[Instructions for the task]
Reproduce the records below in their entirety, exactly as shown.

· · ·

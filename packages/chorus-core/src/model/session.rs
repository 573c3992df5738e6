//! Participant session records.

use serde::{Deserialize, Serialize};

use crate::broadcast::Outbox;
use crate::utils::now_millis;

/// Whether a session mirrors the conductor's playback on its own account.
#[derive(Debug, Clone, Copy, PartialEq, Eq, Default, Serialize, Deserialize)]
#[serde(rename_all = "snake_case")]
pub enum FollowMode {
    #[default]
    Follow,
    Paused,
}

/// Provider credentials attached to an authenticated session.
#[derive(Debug, Clone, Serialize, Deserialize)]
#[serde(rename_all = "camelCase")]
pub struct Credentials {
    pub access_token: String,
    pub refresh_token: String,
    /// Unix milliseconds when the access token expires.
    pub expires_at: u64,
}

/// One participant's connection to the room.
///
/// Identity is either provider-authenticated (name, email, credentials)
/// or listener-only (name, email). The transport handle is shared with
/// the transport edge but only that edge writes to the socket.
#[derive(Debug, Clone)]
pub struct Session {
    pub id: String,
    pub name: Option<String>,
    pub email: Option<String>,
    pub credentials: Option<Credentials>,
    pub follow_mode: FollowMode,
    pub last_heartbeat: u64,
    pub created_at: u64,
    /// Sender half of the per-session outbound message channel; `None`
    /// while no transport is attached.
    pub outbox: Option<Outbox>,
    /// Whether this session has ever completed a login handshake; the
    /// `user_connected` history event fires only on the first one.
    pub greeted: bool,
}

impl Session {
    /// Creates an empty session (populated later by OAuth or listener login).
    #[must_use]
    pub fn new(id: String) -> Self {
        let now = now_millis();
        Self {
            id,
            name: None,
            email: None,
            credentials: None,
            follow_mode: FollowMode::default(),
            last_heartbeat: now,
            created_at: now,
            outbox: None,
            greeted: false,
        }
    }

    /// Creates a listener-only session.
    #[must_use]
    pub fn listener(id: String, name: String, email: String) -> Self {
        let mut session = Self::new(id);
        session.name = Some(name);
        session.email = Some(email);
        session
    }

    /// True when name and email are both present.
    #[must_use]
    pub fn has_listener_identity(&self) -> bool {
        self.name.as_deref().is_some_and(|n| !n.is_empty())
            && self.email.as_deref().is_some_and(|e| !e.is_empty())
    }

    /// True when the session holds provider credentials.
    #[must_use]
    pub fn has_credentials(&self) -> bool {
        self.credentials.is_some()
    }

    /// A session may log in once either identity form is complete.
    #[must_use]
    pub fn identity_complete(&self) -> bool {
        self.has_listener_identity() || (self.has_credentials() && self.email.is_some())
    }

    /// Current access token, if any.
    #[must_use]
    pub fn access_token(&self) -> Option<&str> {
        self.credentials.as_ref().map(|c| c.access_token.as_str())
    }

    /// Whether a transport is currently attached and writable.
    #[must_use]
    pub fn transport_open(&self) -> bool {
        self.outbox.as_ref().is_some_and(|tx| !tx.is_closed())
    }

    /// Case-insensitive email comparison.
    #[must_use]
    pub fn email_matches(&self, other: &str) -> bool {
        self.email
            .as_deref()
            .is_some_and(|e| e.eq_ignore_ascii_case(other))
    }

    /// Display name for history entries and the session directory.
    #[must_use]
    pub fn display_name(&self) -> String {
        self.name.clone().unwrap_or_else(|| "unknown".to_string())
    }

    /// The persisted form of a conductor-capable session.
    #[must_use]
    pub fn to_persisted(&self) -> Option<PersistedSession> {
        let credentials = self.credentials.clone()?;
        Some(PersistedSession {
            id: self.id.clone(),
            name: self.name.clone(),
            email: self.email.clone(),
            credentials,
            follow_mode: self.follow_mode,
        })
    }
}

/// A conductor-capable session as serialized to disk; the transport
/// handle is deliberately omitted.
#[derive(Debug, Clone, Serialize, Deserialize)]
#[serde(rename_all = "camelCase")]
pub struct PersistedSession {
    pub id: String,
    pub name: Option<String>,
    pub email: Option<String>,
    pub credentials: Credentials,
    #[serde(default)]
    pub follow_mode: FollowMode,
}

impl From<PersistedSession> for Session {
    fn from(persisted: PersistedSession) -> Self {
        let mut session = Session::new(persisted.id);
        session.name = persisted.name;
        session.email = persisted.email;
        session.credentials = Some(persisted.credentials);
        session.follow_mode = persisted.follow_mode;
        session
    }
}

/// Directory entry broadcast in `sessions_list`.
#[derive(Debug, Clone, PartialEq, Eq, Serialize)]
#[serde(rename_all = "camelCase")]
pub struct SessionSummary {
    pub session_id: String,
    pub name: String,
    pub email: String,
    pub is_conductor: bool,
}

· · ·

[Response box]
filename packages/chorus-core/src/model/session.rs
repository 573c3992df5738e6
//! Participant session records.

use serde::{Deserialize, Serialize};

use crate::broadcast::Outbox;
use crate::utils::now_millis;

/// Whether a session mirrors the conductor's playback on its own account.
#[derive(Debug, Clone, Copy, PartialEq, Eq, Default, Serialize, Deserialize)]
#[serde(rename_all = "snake_case")]
pub enum FollowMode {
    #[default]
    Follow,
    Paused,
}

/// Provider credentials attached to an authenticated session.
#[derive(Debug, Clone, Serialize, Deserialize)]
#[serde(rename_all = "camelCase")]
pub struct Credentials {
    pub access_token: String,
    pub refresh_token: String,
    /// Unix milliseconds when the access token expires.
    pub expires_at: u64,
}

/// One participant's connection to the room.
///
/// Identity is either provider-authenticated (name, email, credentials)
/// or listener-only (name, email). The transport handle is shared with
/// the transport edge but only that edge writes to the socket.
#[derive(Debug, Clone)]
pub struct Session {
    pub id: String,
    pub name: Option<String>,
    pub email: Option<String>,
    pub credentials: Option<Credentials>,
    pub follow_mode: FollowMode,
    pub last_heartbeat: u64,
    pub created_at: u64,
    /// Sender half of the per-session outbound message channel; `None`
    /// while no transport is attached.
    pub outbox: Option<Outbox>,
    /// Whether this session has ever completed a login handshake; the
    /// `user_connected` history event fires only on the first one.
    pub greeted: bool,
}

impl Session {
    /// Creates an empty session (populated later by OAuth or listener login).
    #[must_use]
    pub fn new(id: String) -> Self {
        let now = now_millis();
        Self {
            id,
            name: None,
            email: None,
            credentials: None,
            follow_mode: FollowMode::default(),
            last_heartbeat: now,
            created_at: now,
            outbox: None,
            greeted: false,
        }
    }

    /// Creates a listener-only session.
    #[must_use]
    pub fn listener(id: String, name: String, email: String) -> Self {
        let mut session = Self::new(id);
        session.name = Some(name);
        session.email = Some(email);
        session
    }

    /// True when name and email are both present.
    #[must_use]
    pub fn has_listener_identity(&self) -> bool {
        self.name.as_deref().is_some_and(|n| !n.is_empty())
            && self.email.as_deref().is_some_and(|e| !e.is_empty())
    }

    /// True when the session holds provider credentials.
    #[must_use]
    pub fn has_credentials(&self) -> bool {
        self.credentials.is_some()
    }

    /// A session may log in once either identity form is complete.
    #[must_use]
    pub fn identity_complete(&self) -> bool {
        self.has_listener_identity() || (self.has_credentials() && self.email.is_some())
    }

    /// Current access token, if any.
    #[must_use]
    pub fn access_token(&self) -> Option<&str> {
        self.credentials.as_ref().map(|c| c.access_token.as_str())
    }

    /// Whether a transport is currently attached and writable.
    #[must_use]
    pub fn transport_open(&self) -> bool {
        self.outbox.as_ref().is_some_and(|tx| !tx.is_closed())
    }

    /// Case-insensitive email comparison.
    #[must_use]
    pub fn email_matches(&self, other: &str) -> bool {
        self.email
            .as_deref()
            .is_some_and(|e| e.eq_ignore_ascii_case(other))
    }

    /// Display name for history entries and the session directory.
    #[must_use]
    pub fn display_name(&self) -> String {
        self.name.clone().unwrap_or_else(|| "unknown".to_string())
    }

    /// The persisted form of a conductor-capable session.
    #[must_use]
    pub fn to_persisted(&self) -> Option<PersistedSession> {
        let credentials = self.credentials.clone()?;
        Some(PersistedSession {
            id: self.id.clone(),
            name: self.name.clone(),
            email: self.email.clone(),
            credentials,
            follow_mode: self.follow_mode,
        })
    }
}

/// A conductor-capable session as serialized to disk; the transport
/// handle is deliberately omitted.
#[derive(Debug, Clone, Serialize, Deserialize)]
#[serde(rename_all = "camelCase")]
pub struct PersistedSession {
    pub id: String,
    pub name: Option<String>,
    pub email: Option<String>,
    pub credentials: Credentials,
    #[serde(default)]
    pub follow_mode: FollowMode,
}

impl From<PersistedSession> for Session {
    fn from(persisted: PersistedSession) -> Self {
        let mut session = Session::new(persisted.id);
        session.name = persisted.name;
        session.email = persisted.email;
        session.credentials = Some(persisted.credentials);
        session.follow_mode = persisted.follow_mode;
        session
    }
}

/// Directory entry broadcast in `sessions_list`.
#[derive(Debug, Clone, PartialEq, Eq, Serialize)]
#[serde(rename_all = "camelCase")]
pub struct SessionSummary {
    pub session_id: String,
    pub name: String,
    pub email: String,
    pub is_conductor: bool,
}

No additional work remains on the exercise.